Sevy’s, for all its Park Cities power-lunchness, always had a more neighborhood feel than Al Biernat’s, the other power icon in those days. Dallas’ mayors and Jerry Jones ate at Al Biernat’s, and you got the sense they wanted to be seen eating there. At Sevy’s, the feeling was mostly about eating lunch. It was such a neighborhood place that a friend of mine, who grew up in the Park Cities, couldn’t eat dinner at Sevy’s without seeing people he had gone to high school with.

I mentioned this to Severson, who sat with Carmen and me in The Booth for a few minutes, and he said that was one of his goals when he opened the place.
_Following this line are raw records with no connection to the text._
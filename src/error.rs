use crate::ebpf::attach::AttachError;
use crate::ebpf::events::DecodeError;
use crate::ebpf::loader::LoadError;
use crate::ebpf::reader::{OpenError, ReadError};
use thiserror::Error;

#[derive(Error, Debug)]
pub enum XdpcapError {
    #[error("Failed to load eBPF object: {0}")]
    Load(#[from] LoadError),

    #[error("missing program {0}")]
    MissingProgram(String),

    #[error("missing map {0}")]
    MissingMap(String),

    #[error("Failed to attach XDP program: {0}")]
    Attach(#[from] AttachError),

    #[error("Failed to open event reader: {0}")]
    Open(#[from] OpenError),

    #[error("Failed to read event: {0}")]
    Read(#[from] ReadError),

    #[error("Malformed event: {0}")]
    Decode(#[from] DecodeError),

    #[error("Configuration error: {0}")]
    Config(String),

    #[error("IO error: {0}")]
    Io(#[from] std::io::Error),
}

pub type Result<T> = std::result::Result<T, XdpcapError>;
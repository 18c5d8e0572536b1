use clap::Parser;
use std::process;
use tracing::info;
use tracing_subscriber::EnvFilter;
use xdpcap::cli::{commands, Cli};

#[tokio::main]
async fn main() {
    let cli = Cli::parse();

    let default_level = if cli.verbose { "debug" } else { "info" };
    let filter =
        EnvFilter::try_from_default_env().unwrap_or_else(|_| EnvFilter::new(default_level));

    tracing_subscriber::fmt()
        .with_env_filter(filter)
        .with_writer(std::io::stderr)
        .init();

    info!("Starting xdpcap v{}", xdpcap::VERSION);

    let result = match cli.command {
        Some(command) => commands::handle_command(command, cli.config.as_deref()).await,
        None => {
            eprintln!("No command specified. Use --help for usage information.");
            process::exit(1);
        }
    };

    if let Err(e) = result {
        eprintln!("Error: {:#}", e);
        process::exit(1);
    }
}
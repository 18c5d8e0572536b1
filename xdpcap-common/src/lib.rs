//! Event layout shared between the XDP program (kernel) and userspace
//!
//! Every perf sample emitted by the XDP program starts with a
//! [`PacketMetadata`] header followed by the sampled packet bytes:
//!
//! ```text
//! +--------+--------+------------------------+
//! | cookie |  len   | payload (len bytes)    |
//! | u16 LE | u16 LE |                        |
//! +--------+--------+------------------------+
//! ```
//!
//! The header is written in the producer's native byte order. Userspace
//! decodes it as little-endian, which matches every target the probe is
//! built for (`bpfel`).

#![cfg_attr(not(feature = "userspace"), no_std)]

/// Metadata prepended to each packet sample
#[repr(C, packed)]
#[derive(Clone, Copy, Debug)]
#[cfg_attr(feature = "userspace", derive(PartialEq, Eq))]
pub struct PacketMetadata {
    pub cookie: u16,
    pub packet_len: u16,
}

impl PacketMetadata {
    /// Read a header from its little-endian wire form
    pub const fn from_le_bytes(raw: [u8; HEADER_LEN]) -> Self {
        Self {
            cookie: u16::from_le_bytes([raw[0], raw[1]]),
            packet_len: u16::from_le_bytes([raw[2], raw[3]]),
        }
    }
}

/// Size of [`PacketMetadata`] on the wire
pub const HEADER_LEN: usize = 4;

/// Largest packet prefix the probe copies into a sample
pub const SAMPLE_SIZE: usize = 1024;

/// Cookie stamped by the reference probe
pub const DEFAULT_COOKIE: u16 = 0xdead;

/// Object names the reference probe exports
pub mod names {
    pub const PROGRAM: &str = "xdp_send_prog";
    pub const MAP: &str = "my_map";
}

const _: () = {
    assert!(
        core::mem::size_of::<PacketMetadata>() == HEADER_LEN,
        "PacketMetadata must be exactly 4 bytes"
    );
    assert!(
        core::mem::align_of::<PacketMetadata>() == 1,
        "PacketMetadata must be packed"
    );
};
It was also going to make it difficult to find a new location; what’s the point of having a neighborhood restaurant if there’s no place for it in the neighborhood?

Which offers a particularly ironic twist to the Sevy’s dilemma. I did some reporting, and it seems only banks can afford the new, twice as high, rent. This, even though there are already more than a dozen banks in the surrounding couple of blocks (I drove around and counted). Who would have thought that a restaurant catering to people who use banks more than the rest of us would be turned out by a bank?

Finally, that Severson joined us speaks to the kind of stand-up guy Carmen is. And it speaks to The Booth, where we always sat and where there’s a name-sized plaque with “Carmen Castorina” written across it next to plaques listing other well-known guests who sat there, including T. Boone Pickens, Norman Brinker and Roger Horchow.

In fact, Troy Aikman’s name used to be on The Booth, which led to a story that Carmen and I still smile about. We were eating lunch at Sevy’s when Aikman walked in. Since we were in The Booth, Aikman had to take a table, just like any other customer. Where else in Dallas would someone without a Super Bowl ring be treated better than a legendary Cowboys quarterback?

Apparently, only at Sevy’s.

Sevy’s will close June 27, 2026.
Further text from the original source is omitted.